What you will do: Across the entries below, how many lines contain the word "struct"? Give the number alone.

Stored items:
##########
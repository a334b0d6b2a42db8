//! Turns the form's working state into the balance-flows write payload.

use crate::error::{AmountParseError, SubmissionError};
use crate::flow_form::{DraftBody, FormContext, TransactionDraft};
use crate::model::FlowType;
use serde::{Deserialize, Serialize};
use std::collections::BTreeMap;

/// Where the payload goes
#[derive(Debug, Clone, Copy, PartialEq, Eq)]
pub enum SubmitTarget {
    Create,
    Update(i64),
}

#[derive(Debug, Clone, PartialEq, Serialize, Deserialize)]
#[serde(rename_all = "camelCase")]
pub struct CategoryLinePayload {
    pub category_id: i64,
    pub amount: f64,
    #[serde(skip_serializing_if = "Option::is_none")]
    pub converted_amount: Option<f64>,
}

/// Normalized write body: selections are replaced by their ids
#[derive(Debug, Clone, PartialEq, Serialize, Deserialize)]
#[serde(rename_all = "camelCase")]
pub struct BalanceFlowPayload {
    #[serde(rename = "type")]
    pub flow_type: FlowType,
    pub book_id: i64,
    #[serde(skip_serializing_if = "Option::is_none")]
    pub title: Option<String>,
    pub create_time: i64,
    #[serde(skip_serializing_if = "Option::is_none")]
    pub account_id: Option<i64>,
    #[serde(skip_serializing_if = "Option::is_none")]
    pub to_id: Option<i64>,
    #[serde(skip_serializing_if = "Option::is_none")]
    pub amount: Option<f64>,
    #[serde(skip_serializing_if = "Option::is_none")]
    pub converted_amount: Option<f64>,
    #[serde(skip_serializing_if = "Vec::is_empty")]
    pub categories: Vec<CategoryLinePayload>,
    pub tags: Vec<i64>,
    #[serde(skip_serializing_if = "Option::is_none")]
    pub payee_id: Option<i64>,
    pub confirm: bool,
    pub include: bool,
    pub update_balance: bool,
    #[serde(skip_serializing_if = "Option::is_none")]
    pub notes: Option<String>,
}

#[derive(Debug, Clone, PartialEq)]
pub struct Submission {
    pub target: SubmitTarget,
    pub payload: BalanceFlowPayload,
}

/// Validate `draft` and build the request the form should send.
///
/// Updates always target the record the form was opened from.
pub fn prepare_submission(ctx: &FormContext, draft: &TransactionDraft) -> Result<Submission, SubmissionError> {
    let target = if ctx.action.targets_existing() {
        SubmitTarget::Update(ctx.record_id().ok_or(SubmissionError::MissingRecordId)?)
    } else {
        SubmitTarget::Create
    };
    let payload = to_payload(draft)?;
    log::debug!("prepared {:?} for {} flow in book {}", target, payload.flow_type, payload.book_id);
    Ok(Submission { target, payload })
}

pub fn to_payload(draft: &TransactionDraft) -> Result<BalanceFlowPayload, SubmissionError> {
    let conversion = draft.conversion();
    let required_converted = |value: Option<f64>| -> Result<Option<f64>, SubmissionError> {
        if !conversion.need_convert {
            return Ok(None);
        }
        match value {
            Some(v) => Ok(Some(v)),
            None => Err(SubmissionError::MissingConvertedAmount {
                code: conversion.convert_code.clone().unwrap_or_default(),
            }),
        }
    };

    let mut payload = BalanceFlowPayload {
        flow_type: draft.flow_type,
        book_id: draft.book.id,
        title: non_blank(draft.title.as_deref()),
        create_time: draft.create_time,
        account_id: draft.account.as_ref().map(|a| a.id),
        to_id: None,
        amount: None,
        converted_amount: None,
        categories: Vec::new(),
        tags: draft.tags.iter().map(|t| t.id()).collect(),
        payee_id: None,
        confirm: draft.confirm,
        include: draft.include,
        update_balance: draft.update_balance,
        notes: non_blank(draft.notes.as_deref()),
    };

    match &draft.body {
        DraftBody::Split(lines) => {
            if lines.is_empty() {
                return Err(SubmissionError::NoCategoryLines);
            }
            payload.categories = lines
                .iter()
                .enumerate()
                .map(|(i, line)| -> Result<CategoryLinePayload, SubmissionError> {
                    let line_no = i + 1;
                    let category = line
                        .category
                        .as_ref()
                        .ok_or(SubmissionError::MissingCategory { line: line_no })?;
                    let amount = line.amount.ok_or(SubmissionError::MissingAmount { line: line_no })?;
                    Ok(CategoryLinePayload {
                        category_id: category.id,
                        amount,
                        converted_amount: required_converted(line.converted_amount)?,
                    })
                })
                .collect::<Result<Vec<_>, SubmissionError>>()?;
            payload.payee_id = draft.payee.as_ref().map(|p| p.id);
        }
        DraftBody::Transfer(leg) => {
            if payload.account_id.is_none() {
                return Err(SubmissionError::MissingField("transfer from account"));
            }
            let to = leg
                .to
                .as_ref()
                .ok_or(SubmissionError::MissingField("transfer to account"))?;
            payload.to_id = Some(to.id);
            payload.amount = Some(leg.amount.ok_or(SubmissionError::MissingField("amount"))?);
            payload.converted_amount = required_converted(leg.converted_amount)?;
        }
        DraftBody::Adjust => return Err(SubmissionError::UnsupportedType),
    }

    Ok(payload)
}

/// Parse an amount typed into the form. Negative numbers are refunds.
pub fn parse_amount(input: &str) -> Result<f64, AmountParseError> {
    let trimmed = input.trim();
    if trimmed.is_empty() {
        return Err(AmountParseError::Empty);
    }
    match trimmed.parse::<f64>() {
        Ok(value) if value.is_finite() => Ok(value),
        _ => Err(AmountParseError::NotANumber(trimmed.to_string())),
    }
}

/// Like [`parse_amount`], but an empty input clears the value
pub fn parse_optional_amount(input: &str) -> Result<Option<f64>, AmountParseError> {
    match parse_amount(input) {
        Ok(value) => Ok(Some(value)),
        Err(AmountParseError::Empty) => Ok(None),
        Err(e) => Err(e),
    }
}

/// Rejected inputs of the form's amount fields, keyed by field id.
///
/// A field's message stays until that field gets a value that parses.
#[derive(Debug, Clone, Default, PartialEq, Eq)]
pub struct FieldErrors {
    errors: BTreeMap<String, String>,
}

impl FieldErrors {
    /// Parse what was typed into `field`. Returns the value to store, or
    /// `None` when the input was rejected and the draft keeps its old value.
    pub fn parse_amount(&mut self, field: &str, input: &str) -> Option<Option<f64>> {
        match parse_optional_amount(input) {
            Ok(amount) => {
                self.errors.remove(field);
                Some(amount)
            }
            Err(e) => {
                self.errors.insert(field.to_string(), e.to_string());
                None
            }
        }
    }

    /// Forget a field, e.g. a removed category line
    pub fn clear(&mut self, field: &str) {
        self.errors.remove(field);
    }

    pub fn is_empty(&self) -> bool {
        self.errors.is_empty()
    }

    pub fn first(&self) -> Option<&str> {
        self.errors.values().next().map(String::as_str)
    }
}

fn non_blank(value: Option<&str>) -> Option<String> {
    value.map(str::trim).filter(|v| !v.is_empty()).map(str::to_string)
}

#[cfg(test)]
mod tests {
    use super::*;
    use crate::flow_form::fixtures::*;
    use crate::flow_form::{initial_values, CategoryLine, FormAction, TagSelection};
    use crate::model::Payee;

    const NOW: i64 = 1_700_000_000_000;

    fn two_line_draft() -> (FormContext, TransactionDraft) {
        let ctx = FormContext::create(FlowType::Expense, book(), NOW);
        let mut draft = initial_values(&ctx);
        draft.body = DraftBody::Split(vec![
            CategoryLine {
                category: Some(category(1)),
                amount: Some(20.0),
                converted_amount: None,
            },
            CategoryLine {
                category: Some(category(2)),
                amount: Some(5.5),
                converted_amount: None,
            },
        ]);
        (ctx, draft)
    }

    #[test]
    fn test_payload_replaces_selections_with_ids() {
        let (ctx, mut draft) = two_line_draft();
        draft.tags = vec![
            TagSelection::Id(4),
            TagSelection::Labeled {
                value: 9,
                label: "Weekly".to_string(),
            },
        ];
        draft.payee = Some(Payee {
            id: 12,
            name: "Market".to_string(),
            can_expense: true,
            can_income: false,
            enabled: true,
            notes: None,
            sort: None,
        });

        let submission = prepare_submission(&ctx, &draft).unwrap();
        assert_eq!(submission.target, SubmitTarget::Create);

        let json = serde_json::to_value(&submission.payload).unwrap();
        assert_eq!(json["bookId"], 7);
        assert_eq!(json["accountId"], 3);
        assert_eq!(json["payeeId"], 12);
        assert_eq!(json["tags"], serde_json::json!([4, 9]));
        assert_eq!(
            json["categories"],
            serde_json::json!([
                {"categoryId": 1, "amount": 20.0},
                {"categoryId": 2, "amount": 5.5}
            ])
        );
        for nested in ["book", "account", "to", "payee", "toId"] {
            assert!(json.get(nested).is_none(), "{} must not be sent", nested);
        }
    }

    #[test]
    fn test_update_targets_original_record() {
        let record = expense_record();
        let ctx = FormContext::for_record(FormAction::Update, record, NOW);
        let draft = initial_values(&ctx);

        let submission = prepare_submission(&ctx, &draft).unwrap();
        assert_eq!(submission.target, SubmitTarget::Update(42));
        assert_eq!(submission.payload.notes.as_deref(), Some("split with roommate"));
    }

    #[test]
    fn test_copy_and_refund_create_new_records() {
        for action in [FormAction::Copy, FormAction::Refund] {
            let ctx = FormContext::for_record(action, expense_record(), NOW);
            let draft = initial_values(&ctx);
            let submission = prepare_submission(&ctx, &draft).unwrap();
            assert_eq!(submission.target, SubmitTarget::Create);
        }
    }

    #[test]
    fn test_refund_payload_carries_negated_lines() {
        let ctx = FormContext::for_record(FormAction::Refund, expense_record(), NOW);
        let draft = initial_values(&ctx);
        let payload = to_payload(&draft).unwrap();
        let amounts: Vec<f64> = payload.categories.iter().map(|c| c.amount).collect();
        assert_eq!(amounts, vec![-100.0, 30.0]);
    }

    #[test]
    fn test_update_without_record_is_rejected() {
        let (mut ctx, draft) = two_line_draft();
        ctx.action = FormAction::Update;
        assert_eq!(prepare_submission(&ctx, &draft), Err(SubmissionError::MissingRecordId));
    }

    #[test]
    fn test_missing_line_fields_are_reported_by_line() {
        let (_, mut draft) = two_line_draft();
        draft.line_mut(1).unwrap().category = None;
        assert_eq!(to_payload(&draft), Err(SubmissionError::MissingCategory { line: 2 }));

        let (_, mut draft) = two_line_draft();
        draft.line_mut(0).unwrap().amount = None;
        assert_eq!(to_payload(&draft), Err(SubmissionError::MissingAmount { line: 1 }));
    }

    #[test]
    fn test_converted_amount_required_only_when_converting() {
        let (_, mut draft) = two_line_draft();
        draft.line_mut(0).unwrap().converted_amount = Some(3.0);
        let payload = to_payload(&draft).unwrap();
        assert_eq!(payload.categories[0].converted_amount, None);

        draft.account = Some(account(8, "USD"));
        assert_eq!(
            to_payload(&draft),
            Err(SubmissionError::MissingConvertedAmount {
                code: "CNY".to_string()
            })
        );
        draft.line_mut(1).unwrap().converted_amount = Some(0.8);
        let payload = to_payload(&draft).unwrap();
        assert_eq!(payload.categories[0].converted_amount, Some(3.0));
    }

    #[test]
    fn test_transfer_payload() {
        let ctx = FormContext::create(FlowType::Transfer, book(), NOW);
        let mut draft = initial_values(&ctx);
        assert_eq!(to_payload(&draft), Err(SubmissionError::MissingField("amount")));

        let leg = draft.transfer_mut().unwrap();
        leg.amount = Some(700.0);
        leg.converted_amount = Some(100.0);
        let json = serde_json::to_value(to_payload(&draft).unwrap()).unwrap();
        assert_eq!(json["toId"], 5);
        assert_eq!(json["amount"], 700.0);
        assert_eq!(json["convertedAmount"], 100.0);
        assert!(json.get("categories").is_none());

        draft.set_to_account(None);
        assert_eq!(
            to_payload(&draft),
            Err(SubmissionError::MissingField("transfer to account"))
        );
    }

    #[test]
    fn test_blank_notes_and_title_are_dropped() {
        let (_, mut draft) = two_line_draft();
        draft.notes = Some("   ".to_string());
        draft.title = Some(" Lunch ".to_string());
        let payload = to_payload(&draft).unwrap();
        assert_eq!(payload.notes, None);
        assert_eq!(payload.title.as_deref(), Some("Lunch"));
    }

    #[test]
    fn test_parse_amount() {
        assert_eq!(parse_amount(" -12.50 "), Ok(-12.5));
        assert_eq!(parse_amount(""), Err(AmountParseError::Empty));
        assert_eq!(parse_amount("abc"), Err(AmountParseError::NotANumber("abc".to_string())));
        assert!(parse_amount("inf").is_err());
        assert_eq!(parse_optional_amount("  "), Ok(None));
        assert_eq!(parse_optional_amount("3"), Ok(Some(3.0)));
    }

    #[test]
    fn test_valid_entry_clears_only_its_own_field_error() {
        let mut errors = FieldErrors::default();
        assert_eq!(errors.parse_amount("line-amount-0", "12x"), None);
        assert_eq!(errors.parse_amount("line-amount-1", "abc"), None);
        assert_eq!(errors.first(), Some("'12x' is not a number"));

        assert_eq!(errors.parse_amount("line-amount-0", "12"), Some(Some(12.0)));
        assert_eq!(errors.first(), Some("'abc' is not a number"));

        // clearing the input is a valid entry
        assert_eq!(errors.parse_amount("line-amount-1", ""), Some(None));
        assert!(errors.is_empty());

        errors.parse_amount("flow-converted", "?");
        errors.clear("flow-converted");
        assert!(errors.is_empty());
    }
}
##########
Task result: 4